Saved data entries
------------------------------------------------------------------------

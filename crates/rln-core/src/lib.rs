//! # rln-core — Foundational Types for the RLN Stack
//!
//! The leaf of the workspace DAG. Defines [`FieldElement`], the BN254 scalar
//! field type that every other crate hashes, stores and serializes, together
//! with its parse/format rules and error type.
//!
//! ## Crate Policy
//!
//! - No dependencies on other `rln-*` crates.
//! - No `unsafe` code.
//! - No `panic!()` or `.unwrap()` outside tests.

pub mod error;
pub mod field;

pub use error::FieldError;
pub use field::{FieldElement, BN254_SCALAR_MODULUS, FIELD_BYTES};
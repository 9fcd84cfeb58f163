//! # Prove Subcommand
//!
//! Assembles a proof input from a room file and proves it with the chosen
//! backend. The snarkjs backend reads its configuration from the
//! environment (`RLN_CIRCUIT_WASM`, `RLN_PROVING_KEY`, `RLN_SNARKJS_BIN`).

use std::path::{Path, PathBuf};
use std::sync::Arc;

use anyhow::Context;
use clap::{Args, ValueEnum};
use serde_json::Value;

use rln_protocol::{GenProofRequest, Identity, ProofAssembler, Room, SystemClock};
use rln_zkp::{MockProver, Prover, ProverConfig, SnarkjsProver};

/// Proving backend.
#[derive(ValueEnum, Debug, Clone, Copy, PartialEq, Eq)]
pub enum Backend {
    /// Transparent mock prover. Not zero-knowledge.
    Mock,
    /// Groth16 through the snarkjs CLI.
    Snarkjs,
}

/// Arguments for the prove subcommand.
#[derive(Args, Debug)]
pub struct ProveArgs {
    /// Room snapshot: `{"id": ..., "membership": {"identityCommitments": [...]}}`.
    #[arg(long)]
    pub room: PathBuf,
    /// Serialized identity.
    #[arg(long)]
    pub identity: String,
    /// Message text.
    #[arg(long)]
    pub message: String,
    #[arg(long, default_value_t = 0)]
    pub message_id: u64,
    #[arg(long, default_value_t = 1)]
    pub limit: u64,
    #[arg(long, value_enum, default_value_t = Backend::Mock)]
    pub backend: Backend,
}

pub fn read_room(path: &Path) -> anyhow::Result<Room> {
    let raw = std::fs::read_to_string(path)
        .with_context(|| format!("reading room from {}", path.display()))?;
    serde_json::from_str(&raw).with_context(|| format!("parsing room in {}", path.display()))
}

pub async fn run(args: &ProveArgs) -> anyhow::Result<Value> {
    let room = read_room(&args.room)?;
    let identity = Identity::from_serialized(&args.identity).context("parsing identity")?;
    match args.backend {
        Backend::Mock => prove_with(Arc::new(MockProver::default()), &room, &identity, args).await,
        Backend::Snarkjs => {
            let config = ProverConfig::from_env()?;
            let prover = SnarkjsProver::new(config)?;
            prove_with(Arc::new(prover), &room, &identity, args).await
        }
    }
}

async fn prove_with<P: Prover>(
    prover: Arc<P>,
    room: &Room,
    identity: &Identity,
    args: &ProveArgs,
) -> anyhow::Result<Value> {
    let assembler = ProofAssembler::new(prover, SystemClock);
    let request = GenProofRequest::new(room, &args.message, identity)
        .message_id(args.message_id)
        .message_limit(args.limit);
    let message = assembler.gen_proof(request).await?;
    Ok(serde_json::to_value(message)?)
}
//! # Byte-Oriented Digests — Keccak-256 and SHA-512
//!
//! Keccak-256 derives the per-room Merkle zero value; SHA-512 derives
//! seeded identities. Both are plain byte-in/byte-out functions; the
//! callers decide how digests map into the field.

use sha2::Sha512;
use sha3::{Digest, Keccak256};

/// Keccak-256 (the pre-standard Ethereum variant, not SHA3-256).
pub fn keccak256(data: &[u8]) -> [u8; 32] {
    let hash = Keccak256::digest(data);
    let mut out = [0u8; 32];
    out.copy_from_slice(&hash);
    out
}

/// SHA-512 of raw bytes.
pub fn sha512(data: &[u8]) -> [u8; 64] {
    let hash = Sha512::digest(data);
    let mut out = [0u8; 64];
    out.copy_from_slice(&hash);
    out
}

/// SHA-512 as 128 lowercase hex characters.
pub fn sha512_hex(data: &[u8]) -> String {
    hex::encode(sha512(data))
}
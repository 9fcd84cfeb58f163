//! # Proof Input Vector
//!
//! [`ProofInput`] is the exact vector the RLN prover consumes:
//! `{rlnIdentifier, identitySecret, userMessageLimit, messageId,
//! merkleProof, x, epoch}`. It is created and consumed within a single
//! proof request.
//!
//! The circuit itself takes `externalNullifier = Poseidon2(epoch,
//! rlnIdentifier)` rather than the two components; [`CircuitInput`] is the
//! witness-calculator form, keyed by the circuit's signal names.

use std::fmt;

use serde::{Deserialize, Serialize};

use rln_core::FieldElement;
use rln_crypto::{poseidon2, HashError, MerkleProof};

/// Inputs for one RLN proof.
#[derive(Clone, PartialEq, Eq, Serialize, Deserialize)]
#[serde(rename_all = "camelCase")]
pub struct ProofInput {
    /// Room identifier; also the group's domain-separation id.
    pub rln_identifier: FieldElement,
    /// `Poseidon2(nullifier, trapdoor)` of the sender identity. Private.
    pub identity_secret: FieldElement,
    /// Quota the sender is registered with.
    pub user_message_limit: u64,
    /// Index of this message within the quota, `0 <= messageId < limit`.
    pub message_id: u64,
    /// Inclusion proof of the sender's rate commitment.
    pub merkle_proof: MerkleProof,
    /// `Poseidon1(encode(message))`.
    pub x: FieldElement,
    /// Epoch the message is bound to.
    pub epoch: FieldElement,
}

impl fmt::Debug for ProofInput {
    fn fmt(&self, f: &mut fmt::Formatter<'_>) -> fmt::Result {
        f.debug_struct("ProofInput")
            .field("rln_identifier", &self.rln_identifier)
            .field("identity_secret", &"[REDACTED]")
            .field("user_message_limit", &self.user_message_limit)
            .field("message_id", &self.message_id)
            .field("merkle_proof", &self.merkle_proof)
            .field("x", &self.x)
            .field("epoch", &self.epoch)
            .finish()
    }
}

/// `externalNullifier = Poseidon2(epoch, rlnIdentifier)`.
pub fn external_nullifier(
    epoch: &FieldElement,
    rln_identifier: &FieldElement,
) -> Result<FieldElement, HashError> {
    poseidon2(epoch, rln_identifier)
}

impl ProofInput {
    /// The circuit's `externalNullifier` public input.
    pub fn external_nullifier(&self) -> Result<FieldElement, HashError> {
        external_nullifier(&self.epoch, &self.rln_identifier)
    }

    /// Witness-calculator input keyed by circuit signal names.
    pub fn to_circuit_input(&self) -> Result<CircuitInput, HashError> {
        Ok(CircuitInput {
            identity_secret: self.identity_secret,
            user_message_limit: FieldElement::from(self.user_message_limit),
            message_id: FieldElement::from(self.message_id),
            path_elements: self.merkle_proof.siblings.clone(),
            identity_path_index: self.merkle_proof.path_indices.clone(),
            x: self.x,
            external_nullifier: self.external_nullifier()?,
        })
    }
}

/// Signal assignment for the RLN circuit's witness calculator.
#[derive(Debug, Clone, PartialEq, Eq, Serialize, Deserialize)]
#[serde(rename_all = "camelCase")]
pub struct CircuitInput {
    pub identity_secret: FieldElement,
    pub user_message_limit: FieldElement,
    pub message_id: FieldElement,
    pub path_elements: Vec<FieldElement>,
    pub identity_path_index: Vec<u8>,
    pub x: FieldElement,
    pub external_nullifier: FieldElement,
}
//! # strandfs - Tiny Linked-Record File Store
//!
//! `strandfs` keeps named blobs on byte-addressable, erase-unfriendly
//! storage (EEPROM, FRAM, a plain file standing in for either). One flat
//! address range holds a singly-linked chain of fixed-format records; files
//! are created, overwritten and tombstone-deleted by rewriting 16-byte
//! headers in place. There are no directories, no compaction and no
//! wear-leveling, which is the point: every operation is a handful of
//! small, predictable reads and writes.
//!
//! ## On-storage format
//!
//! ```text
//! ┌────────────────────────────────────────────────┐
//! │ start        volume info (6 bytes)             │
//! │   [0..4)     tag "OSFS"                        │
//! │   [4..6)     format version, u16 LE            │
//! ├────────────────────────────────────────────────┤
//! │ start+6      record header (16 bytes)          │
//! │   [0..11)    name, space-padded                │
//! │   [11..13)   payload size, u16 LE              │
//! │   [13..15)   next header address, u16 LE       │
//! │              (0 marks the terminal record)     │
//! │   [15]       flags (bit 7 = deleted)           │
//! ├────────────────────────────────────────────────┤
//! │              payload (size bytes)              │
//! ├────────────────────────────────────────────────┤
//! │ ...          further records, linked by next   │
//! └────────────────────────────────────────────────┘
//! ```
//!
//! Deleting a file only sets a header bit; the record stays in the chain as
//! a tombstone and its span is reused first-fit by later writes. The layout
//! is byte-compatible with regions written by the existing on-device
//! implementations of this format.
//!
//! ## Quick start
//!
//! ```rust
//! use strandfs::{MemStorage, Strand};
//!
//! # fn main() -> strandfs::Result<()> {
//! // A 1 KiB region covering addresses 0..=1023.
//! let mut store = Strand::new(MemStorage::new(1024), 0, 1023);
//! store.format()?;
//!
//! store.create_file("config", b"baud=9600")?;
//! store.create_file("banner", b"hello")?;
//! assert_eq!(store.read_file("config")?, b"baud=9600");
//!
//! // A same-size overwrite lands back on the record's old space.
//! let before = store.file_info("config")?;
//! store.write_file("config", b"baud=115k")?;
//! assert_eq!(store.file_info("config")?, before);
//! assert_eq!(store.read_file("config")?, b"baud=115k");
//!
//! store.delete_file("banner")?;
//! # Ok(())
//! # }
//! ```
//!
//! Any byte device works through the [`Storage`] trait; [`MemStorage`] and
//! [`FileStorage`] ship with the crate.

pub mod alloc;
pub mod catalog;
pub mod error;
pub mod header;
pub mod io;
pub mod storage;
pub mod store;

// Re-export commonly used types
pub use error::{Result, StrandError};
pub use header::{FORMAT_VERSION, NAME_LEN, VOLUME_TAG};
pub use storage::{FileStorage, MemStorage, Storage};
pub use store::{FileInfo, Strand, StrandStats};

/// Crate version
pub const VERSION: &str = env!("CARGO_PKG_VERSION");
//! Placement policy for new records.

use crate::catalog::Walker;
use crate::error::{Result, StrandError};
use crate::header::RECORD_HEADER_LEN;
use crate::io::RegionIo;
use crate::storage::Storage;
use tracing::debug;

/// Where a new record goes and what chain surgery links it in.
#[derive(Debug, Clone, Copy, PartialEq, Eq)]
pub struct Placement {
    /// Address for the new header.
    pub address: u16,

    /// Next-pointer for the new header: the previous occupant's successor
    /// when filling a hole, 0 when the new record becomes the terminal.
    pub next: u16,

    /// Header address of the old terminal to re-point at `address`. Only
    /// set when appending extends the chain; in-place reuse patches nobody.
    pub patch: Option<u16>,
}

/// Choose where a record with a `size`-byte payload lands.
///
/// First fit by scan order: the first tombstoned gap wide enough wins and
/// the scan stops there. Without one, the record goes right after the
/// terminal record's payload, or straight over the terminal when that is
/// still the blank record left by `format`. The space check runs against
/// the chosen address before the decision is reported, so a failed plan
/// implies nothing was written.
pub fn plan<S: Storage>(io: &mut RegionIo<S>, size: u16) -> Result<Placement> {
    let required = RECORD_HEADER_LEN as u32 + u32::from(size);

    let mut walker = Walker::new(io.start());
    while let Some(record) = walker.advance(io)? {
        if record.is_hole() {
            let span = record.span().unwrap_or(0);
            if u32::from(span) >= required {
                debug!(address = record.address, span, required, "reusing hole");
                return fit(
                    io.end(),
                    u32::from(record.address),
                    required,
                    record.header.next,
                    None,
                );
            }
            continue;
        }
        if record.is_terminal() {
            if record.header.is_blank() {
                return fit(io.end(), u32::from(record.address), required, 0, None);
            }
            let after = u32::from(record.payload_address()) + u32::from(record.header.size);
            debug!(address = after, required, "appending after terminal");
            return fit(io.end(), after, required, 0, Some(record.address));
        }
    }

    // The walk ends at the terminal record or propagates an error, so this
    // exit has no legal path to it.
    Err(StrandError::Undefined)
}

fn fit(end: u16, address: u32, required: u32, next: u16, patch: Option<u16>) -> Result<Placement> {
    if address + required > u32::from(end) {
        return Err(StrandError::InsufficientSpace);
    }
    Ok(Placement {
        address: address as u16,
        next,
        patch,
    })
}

------------------------------------------------------------------------

*Work item:* Using the entries above, copy out all lines that contain the string "required".

*Result of the task:*
    let required = RECORD_HEADER_LEN as u32 + u32::from(size);
            if u32::from(span) >= required {
                debug!(address = record.address, span, required, "reusing hole");
                    required,
                return fit(io.end(), u32::from(record.address), required, 0, None);
            debug!(address = after, required, "appending after terminal");
            return fit(io.end(), after, required, 0, Some(record.address));
fn fit(end: u16, address: u32, required: u32, next: u16, patch: Option<u16>) -> Result<Placement> {
    if address + required > u32::from(end) {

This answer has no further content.